I need to convert markdown in a line, to html.

Problem: Overlapping Regex Replacements

I started with multiple regexes using re.search(), and doing a simple replacement on the each line.
However, I was running each regex on the line, one after the other, which performed multiple replacements on the substrings which was bad.
Let's start with these two:
[some url](https://andrewshay.me/__somewebsite__/). This should get converted to an html a href with text.
__text__. This should get converted to italics.

Notice that the url text contains the regex for italics. What was happening, first the markdown url would be converted to html a, and then part of that url would get html tags for italics injected. Bad.
What I needed to do was apply all the regexes, but not overlap them.
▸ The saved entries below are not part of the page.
//! Bridge controller and configuration
//!
//! # Architecture
//!
//! ```text
//!        MessageBus                                   PeerTransport
//!            │ subscribe (one per topic)                   │ TransportEvent
//!            ▼                                             ▼
//!   ┌────────────────────┐   add/remove_connection  ┌──────────────────┐
//!   │ Listener /status   │◄─────────────────────────┤                  │
//!   │ Listener /battery  │◄─────────────────────────┤ BridgeController │
//!   │ Listener /camera ──┼──► VideoTrack ──┐        │  peers: Pending, │
//!   └────────┬───────────┘                 ▼        │  Open, Closed    │
//!            │ send(json)            MediaStream ◄──┤                  │
//!            ▼                           │ call()   └──────────────────┘
//!      PeerConnection                    ▼
//!                                    remote peer
//! ```

pub mod config;
pub mod controller;

pub use config::{BridgeConfig, IceServer, PeerConfig, TopicConfig};
pub use controller::BridgeController;
//! Statistics for listeners and the bridge controller
//!
//! Counters are atomics updated on the hot path; callers read a plain
//! snapshot struct.

use std::sync::atomic::{AtomicU64, Ordering};
use std::time::{Duration, Instant};

/// Live counters owned by one listener
#[derive(Debug)]
pub struct ListenerCounters {
    started_at: Instant,
    messages: AtomicU64,
    deliveries: AtomicU64,
    failed_deliveries: AtomicU64,
    frames_published: AtomicU64,
    frames_dropped: AtomicU64,
}

impl ListenerCounters {
    pub fn new() -> Self {
        Self {
            started_at: Instant::now(),
            messages: AtomicU64::new(0),
            deliveries: AtomicU64::new(0),
            failed_deliveries: AtomicU64::new(0),
            frames_published: AtomicU64::new(0),
            frames_dropped: AtomicU64::new(0),
        }
    }

    pub fn message(&self) {
        self.messages.fetch_add(1, Ordering::Relaxed);
    }

    pub fn delivered(&self) {
        self.deliveries.fetch_add(1, Ordering::Relaxed);
    }

    pub fn delivery_failed(&self) {
        self.failed_deliveries.fetch_add(1, Ordering::Relaxed);
    }

    pub fn frame_published(&self) {
        self.frames_published.fetch_add(1, Ordering::Relaxed);
    }

    pub fn frame_dropped(&self) {
        self.frames_dropped.fetch_add(1, Ordering::Relaxed);
    }

    /// Read the counters
    pub fn snapshot(&self, connections: usize) -> ListenerStats {
        ListenerStats {
            connections,
            uptime: self.started_at.elapsed(),
            messages: self.messages.load(Ordering::Relaxed),
            deliveries: self.deliveries.load(Ordering::Relaxed),
            failed_deliveries: self.failed_deliveries.load(Ordering::Relaxed),
            frames_published: self.frames_published.load(Ordering::Relaxed),
            frames_dropped: self.frames_dropped.load(Ordering::Relaxed),
        }
    }
}

impl Default for ListenerCounters {
    fn default() -> Self {
        Self::new()
    }
}

/// Listener statistics snapshot
#[derive(Debug, Clone, Default, PartialEq, Eq)]
pub struct ListenerStats {
    /// Connections currently registered
    pub connections: usize,
    /// Time since the listener was created
    pub uptime: Duration,
    /// Messages received from the bus
    pub messages: u64,
    /// Successful sends across all connections
    pub deliveries: u64,
    /// Sends that failed
    pub failed_deliveries: u64,
    /// Frames handed to the video track
    pub frames_published: u64,
    /// Frames dropped by conversion errors
    pub frames_dropped: u64,
}

impl ListenerStats {
    /// Messages per second since creation
    pub fn message_rate(&self) -> f64 {
        let secs = self.uptime.as_secs_f64();
        if secs > 0.0 {
            self.messages as f64 / secs
        } else {
            0.0
        }
    }
}

/// Live counters owned by the bridge controller
#[derive(Debug, Default)]
pub struct BridgeCounters {
    received: AtomicU64,
    opened: AtomicU64,
    closed: AtomicU64,
    calls: AtomicU64,
    failed_calls: AtomicU64,
    data_messages: AtomicU64,
}

impl BridgeCounters {
    pub fn received(&self) {
        self.received.fetch_add(1, Ordering::Relaxed);
    }

    pub fn opened(&self) {
        self.opened.fetch_add(1, Ordering::Relaxed);
    }

    pub fn closed(&self) {
        self.closed.fetch_add(1, Ordering::Relaxed);
    }

    pub fn call(&self, ok: bool) {
        if ok {
            self.calls.fetch_add(1, Ordering::Relaxed);
        } else {
            self.failed_calls.fetch_add(1, Ordering::Relaxed);
        }
    }

    pub fn data(&self) {
        self.data_messages.fetch_add(1, Ordering::Relaxed);
    }

    /// Read the counters
    pub fn snapshot(&self, listeners: usize, open_peers: usize) -> BridgeStats {
        BridgeStats {
            listeners,
            open_peers,
            connections_received: self.received.load(Ordering::Relaxed),
            connections_opened: self.opened.load(Ordering::Relaxed),
            connections_closed: self.closed.load(Ordering::Relaxed),
            calls_placed: self.calls.load(Ordering::Relaxed),
            calls_failed: self.failed_calls.load(Ordering::Relaxed),
            data_messages: self.data_messages.load(Ordering::Relaxed),
        }
    }
}

/// Bridge-wide statistics snapshot
#[derive(Debug, Clone, Default, PartialEq, Eq)]
pub struct BridgeStats {
    /// Listeners attached to the bus
    pub listeners: usize,
    /// Connections currently open
    pub open_peers: usize,
    /// Connections reported by the transport
    pub connections_received: u64,
    /// Connections that reached the open state
    pub connections_opened: u64,
    /// Connections closed
    pub connections_closed: u64,
    /// Media calls started
    pub calls_placed: u64,
    /// Media calls the transport refused
    pub calls_failed: u64,
    /// Inbound data messages on open connections
    pub data_messages: u64,
}

#[cfg(test)]
mod tests {
    use super::*;

    #[test]
    fn test_listener_counters() {
        let counters = ListenerCounters::new();
        counters.message();
        counters.delivered();
        counters.delivered();
        counters.delivery_failed();
        counters.frame_dropped();

        let stats = counters.snapshot(2);
        assert_eq!(stats.connections, 2);
        assert_eq!(stats.messages, 1);
        assert_eq!(stats.deliveries, 2);
        assert_eq!(stats.failed_deliveries, 1);
        assert_eq!(stats.frames_published, 0);
        assert_eq!(stats.frames_dropped, 1);
    }

    #[test]
    fn test_message_rate_zero_uptime() {
        let stats = ListenerStats {
            messages: 10,
            ..Default::default()
        };
        assert_eq!(stats.message_rate(), 0.0);
    }

    #[test]
    fn test_message_rate() {
        let stats = ListenerStats {
            messages: 50,
            uptime: Duration::from_secs(10),
            ..Default::default()
        };
        assert_eq!(stats.message_rate(), 5.0);
    }

    #[test]
    fn test_bridge_counters() {
        let counters = BridgeCounters::default();
        counters.received();
        counters.opened();
        counters.call(true);
        counters.call(false);
        counters.data();
        counters.closed();

        let stats = counters.snapshot(3, 0);
        assert_eq!(stats.listeners, 3);
        assert_eq!(stats.connections_received, 1);
        assert_eq!(stats.connections_opened, 1);
        assert_eq!(stats.connections_closed, 1);
        assert_eq!(stats.calls_placed, 1);
        assert_eq!(stats.calls_failed, 1);
        assert_eq!(stats.data_messages, 1);
    }
}
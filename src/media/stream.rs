//! The shared outbound media stream

use std::sync::Arc;

use tokio::sync::RwLock;

use super::track::VideoTrack;

/// Outbound stream handed to every peer call
///
/// Created once by the bridge controller. Tracks are only added while media
/// listeners are being built; afterwards the track list is read-only.
#[derive(Debug)]
pub struct MediaStream {
    id: String,
    tracks: RwLock<Vec<Arc<VideoTrack>>>,
}

impl MediaStream {
    /// Create an empty stream
    pub fn new(id: impl Into<String>) -> Self {
        Self {
            id: id.into(),
            tracks: RwLock::new(Vec::new()),
        }
    }

    /// Stream identifier
    pub fn id(&self) -> &str {
        &self.id
    }

    /// Add a track
    pub async fn add_track(&self, track: Arc<VideoTrack>) {
        let mut tracks = self.tracks.write().await;
        tracing::debug!(stream = %self.id, track = %track.label(), "Track added to stream");
        tracks.push(track);
    }

    /// Snapshot of the current tracks
    pub async fn tracks(&self) -> Vec<Arc<VideoTrack>> {
        self.tracks.read().await.clone()
    }

    /// Find a track by label
    pub async fn track(&self, label: &str) -> Option<Arc<VideoTrack>> {
        self.tracks
            .read()
            .await
            .iter()
            .find(|t| t.label() == label)
            .cloned()
    }
}

#[cfg(test)]
mod tests {
    use super::*;
    use crate::media::VideoFrameSource;

    #[tokio::test]
    async fn test_add_and_find_tracks() {
        let stream = MediaStream::new("bridge");
        let front = VideoFrameSource::new();
        let rear = VideoFrameSource::new();
        stream.add_track(front.create_track("/front")).await;
        stream.add_track(rear.create_track("/rear")).await;

        assert_eq!(stream.tracks().await.len(), 2);
        assert!(stream.track("/rear").await.is_some());
        assert!(stream.track("/side").await.is_none());
    }
}
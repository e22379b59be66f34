//! Raw camera image messages

use std::fmt;
use std::str::FromStr;

use bytes::Bytes;
use serde::{Deserialize, Serialize};

use crate::error::ConvertError;

/// Pixel layout of a raw image payload
#[derive(Debug, Clone, Copy, PartialEq, Eq)]
pub enum Encoding {
    Rgb8,
    Bgr8,
    Rgba8,
    Bgra8,
    Mono8,
}

impl Encoding {
    /// Bytes per pixel
    pub fn channels(&self) -> u32 {
        match self {
            Encoding::Rgb8 | Encoding::Bgr8 => 3,
            Encoding::Rgba8 | Encoding::Bgra8 => 4,
            Encoding::Mono8 => 1,
        }
    }

    pub fn as_str(&self) -> &'static str {
        match self {
            Encoding::Rgb8 => "rgb8",
            Encoding::Bgr8 => "bgr8",
            Encoding::Rgba8 => "rgba8",
            Encoding::Bgra8 => "bgra8",
            Encoding::Mono8 => "mono8",
        }
    }
}

impl FromStr for Encoding {
    type Err = ConvertError;

    fn from_str(s: &str) -> Result<Self, Self::Err> {
        match s {
            "rgb8" => Ok(Encoding::Rgb8),
            "bgr8" => Ok(Encoding::Bgr8),
            "rgba8" => Ok(Encoding::Rgba8),
            "bgra8" => Ok(Encoding::Bgra8),
            "mono8" | "8UC1" => Ok(Encoding::Mono8),
            other => Err(ConvertError::UnsupportedEncoding(other.to_string())),
        }
    }
}

impl fmt::Display for Encoding {
    fn fmt(&self, f: &mut fmt::Formatter<'_>) -> fmt::Result {
        f.write_str(self.as_str())
    }
}

/// A raw image as published by a camera driver
///
/// `data` holds `height` rows of `step` bytes each. The encoding is kept as
/// the string the publisher sent so that unknown encodings survive until the
/// converter rejects them.
#[derive(Debug, Clone, PartialEq, Eq, Serialize, Deserialize)]
pub struct ImageMessage {
    pub height: u32,
    pub width: u32,
    pub encoding: String,
    #[serde(default)]
    pub is_bigendian: u8,
    pub step: u32,
    pub data: Bytes,
}

impl ImageMessage {
    /// Create a tightly packed image (`step = width * channels`)
    pub fn packed(width: u32, height: u32, encoding: Encoding, data: impl Into<Bytes>) -> Self {
        Self {
            height,
            width,
            encoding: encoding.as_str().to_string(),
            is_bigendian: 0,
            step: width.saturating_mul(encoding.channels()),
            data: data.into(),
        }
    }

    /// Parse the encoding tag
    pub fn pixel_encoding(&self) -> Result<Encoding, ConvertError> {
        self.encoding.parse()
    }
}

#[cfg(test)]
mod tests {
    use super::*;

    #[test]
    fn test_encoding_parse() {
        assert_eq!("bgr8".parse::<Encoding>().unwrap(), Encoding::Bgr8);
        assert_eq!("8UC1".parse::<Encoding>().unwrap(), Encoding::Mono8);
        assert!(matches!(
            "yuv422".parse::<Encoding>(),
            Err(ConvertError::UnsupportedEncoding(e)) if e == "yuv422"
        ));
    }

    #[test]
    fn test_packed_step() {
        let img = ImageMessage::packed(4, 2, Encoding::Rgb8, vec![0u8; 24]);
        assert_eq!(img.step, 12);
        assert_eq!(img.pixel_encoding().unwrap(), Encoding::Rgb8);
    }

    #[test]
    fn test_packed_step_saturates() {
        let img = ImageMessage::packed(u32::MAX, 1, Encoding::Rgb8, vec![0u8; 3]);
        assert_eq!(img.step, u32::MAX);
        assert!(matches!(
            crate::convert::raw_to_rgba(&img),
            Err(ConvertError::InvalidStep { step: u32::MAX, .. })
        ));
    }
}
Once one is used, do not apply another.

Mega Regex with re.findall()

I have no idea if this is the correct way to handle this, or if there a term for this, but I couldn't find it online.
This is easiest to use by using the debugger and looking at the output of re.findall()

The process is:

Create variables for each of your patterns (for readability).
If a regex has multiple groups (e.g. my img pattern), wrap the entire regex as a group too.
Create a new variable that ORs them together with |.
Execute re.findall(combined_pattern, line)
Each index in the match objects is the match group(s) for the patterns, in order, from the combined regex.
My img pattern will always be index 0: the entire img markdown. index 1: the alt text. index 2: the img src.
I can trim off the markdown characters from 1 and 2, form my html string, then on the line, do a replace of 0 with my new html.
And the rest of the regexes will not run on the text that already matched.
Order of the patterns in your combined regex is important.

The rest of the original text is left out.